* Try it
Using the listing that follows, filter out every line lacking the string "None" and return the rest.

* Dataset records
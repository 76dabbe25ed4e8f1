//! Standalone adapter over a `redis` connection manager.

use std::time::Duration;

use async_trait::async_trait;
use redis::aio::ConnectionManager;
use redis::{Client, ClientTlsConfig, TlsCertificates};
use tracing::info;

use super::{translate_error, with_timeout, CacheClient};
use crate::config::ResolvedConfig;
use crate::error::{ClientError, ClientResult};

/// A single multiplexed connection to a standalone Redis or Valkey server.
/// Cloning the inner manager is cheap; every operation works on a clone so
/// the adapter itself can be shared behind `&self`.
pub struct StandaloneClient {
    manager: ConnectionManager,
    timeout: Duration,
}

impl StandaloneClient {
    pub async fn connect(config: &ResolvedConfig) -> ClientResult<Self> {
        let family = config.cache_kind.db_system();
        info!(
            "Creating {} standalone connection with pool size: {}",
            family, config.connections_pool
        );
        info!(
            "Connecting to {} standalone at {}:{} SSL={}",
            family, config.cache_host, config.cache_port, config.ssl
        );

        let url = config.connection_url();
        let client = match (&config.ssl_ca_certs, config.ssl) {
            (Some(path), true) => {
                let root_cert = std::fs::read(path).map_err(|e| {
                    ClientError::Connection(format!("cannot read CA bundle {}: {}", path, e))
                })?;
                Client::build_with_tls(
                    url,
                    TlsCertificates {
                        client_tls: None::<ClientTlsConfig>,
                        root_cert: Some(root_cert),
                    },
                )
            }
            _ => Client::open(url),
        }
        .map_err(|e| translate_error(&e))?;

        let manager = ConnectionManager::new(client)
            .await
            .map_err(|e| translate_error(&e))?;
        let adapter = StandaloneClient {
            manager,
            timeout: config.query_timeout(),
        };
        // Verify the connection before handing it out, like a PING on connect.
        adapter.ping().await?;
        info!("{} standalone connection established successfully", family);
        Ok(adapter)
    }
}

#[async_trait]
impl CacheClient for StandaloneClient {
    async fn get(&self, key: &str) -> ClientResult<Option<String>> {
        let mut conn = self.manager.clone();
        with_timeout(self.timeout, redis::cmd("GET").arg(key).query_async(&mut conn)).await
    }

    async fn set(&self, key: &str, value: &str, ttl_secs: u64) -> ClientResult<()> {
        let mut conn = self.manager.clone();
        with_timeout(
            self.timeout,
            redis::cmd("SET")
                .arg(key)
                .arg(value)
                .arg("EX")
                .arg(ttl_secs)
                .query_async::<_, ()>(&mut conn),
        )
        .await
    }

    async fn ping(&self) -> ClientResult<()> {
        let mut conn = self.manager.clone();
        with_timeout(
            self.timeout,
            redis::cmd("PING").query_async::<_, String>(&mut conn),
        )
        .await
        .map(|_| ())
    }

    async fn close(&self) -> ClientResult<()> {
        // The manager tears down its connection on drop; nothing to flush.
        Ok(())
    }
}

* * *

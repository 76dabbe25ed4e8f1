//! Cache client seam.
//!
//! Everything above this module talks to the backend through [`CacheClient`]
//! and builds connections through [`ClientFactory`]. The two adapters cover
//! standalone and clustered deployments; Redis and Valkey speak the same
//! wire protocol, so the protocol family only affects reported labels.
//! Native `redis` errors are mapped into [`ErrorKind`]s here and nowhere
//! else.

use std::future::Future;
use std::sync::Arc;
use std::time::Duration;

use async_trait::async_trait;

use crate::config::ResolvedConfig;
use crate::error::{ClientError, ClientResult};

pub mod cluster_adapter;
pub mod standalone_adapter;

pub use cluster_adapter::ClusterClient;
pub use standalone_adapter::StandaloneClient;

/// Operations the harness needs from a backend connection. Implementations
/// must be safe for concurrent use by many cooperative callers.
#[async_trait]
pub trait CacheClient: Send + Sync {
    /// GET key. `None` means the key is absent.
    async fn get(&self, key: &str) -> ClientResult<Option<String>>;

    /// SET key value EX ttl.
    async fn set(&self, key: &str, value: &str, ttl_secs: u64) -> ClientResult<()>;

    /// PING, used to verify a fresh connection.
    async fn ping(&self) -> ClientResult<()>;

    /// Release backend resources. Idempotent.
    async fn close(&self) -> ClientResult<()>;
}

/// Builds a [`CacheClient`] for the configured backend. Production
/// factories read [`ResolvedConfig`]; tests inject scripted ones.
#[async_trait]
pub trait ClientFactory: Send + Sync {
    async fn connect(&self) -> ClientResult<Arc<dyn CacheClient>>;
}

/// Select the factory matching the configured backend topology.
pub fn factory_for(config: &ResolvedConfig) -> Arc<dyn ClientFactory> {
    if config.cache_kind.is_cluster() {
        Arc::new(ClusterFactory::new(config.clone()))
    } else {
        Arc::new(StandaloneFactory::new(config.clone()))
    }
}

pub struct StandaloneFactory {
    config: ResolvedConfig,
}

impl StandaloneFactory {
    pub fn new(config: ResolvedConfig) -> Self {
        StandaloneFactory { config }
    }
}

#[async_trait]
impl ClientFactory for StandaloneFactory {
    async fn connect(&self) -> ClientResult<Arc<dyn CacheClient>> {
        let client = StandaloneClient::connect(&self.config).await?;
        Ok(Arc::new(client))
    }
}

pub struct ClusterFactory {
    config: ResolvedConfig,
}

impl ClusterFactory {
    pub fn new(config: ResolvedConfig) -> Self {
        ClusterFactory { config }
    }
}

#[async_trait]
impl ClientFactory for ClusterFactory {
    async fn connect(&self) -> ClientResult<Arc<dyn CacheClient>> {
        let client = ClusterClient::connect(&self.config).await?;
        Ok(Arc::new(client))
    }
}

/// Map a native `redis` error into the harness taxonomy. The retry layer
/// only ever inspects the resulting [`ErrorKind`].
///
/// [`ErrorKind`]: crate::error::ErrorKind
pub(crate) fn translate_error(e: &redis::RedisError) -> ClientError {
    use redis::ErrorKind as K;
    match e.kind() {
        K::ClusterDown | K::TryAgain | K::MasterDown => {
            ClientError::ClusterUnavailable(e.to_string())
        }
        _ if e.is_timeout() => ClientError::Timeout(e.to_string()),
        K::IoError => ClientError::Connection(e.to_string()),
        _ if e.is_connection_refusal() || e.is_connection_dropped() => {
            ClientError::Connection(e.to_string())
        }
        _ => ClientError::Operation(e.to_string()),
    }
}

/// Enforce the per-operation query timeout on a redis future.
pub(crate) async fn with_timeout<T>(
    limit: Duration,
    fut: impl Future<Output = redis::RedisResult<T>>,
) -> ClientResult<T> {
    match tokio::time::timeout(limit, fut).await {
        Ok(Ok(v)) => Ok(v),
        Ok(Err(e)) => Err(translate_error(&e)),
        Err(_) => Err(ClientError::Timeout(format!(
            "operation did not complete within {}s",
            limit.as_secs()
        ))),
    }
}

* Final answer
                        client_tls: None::<ClientTlsConfig>,
    /// GET key. `None` means the key is absent.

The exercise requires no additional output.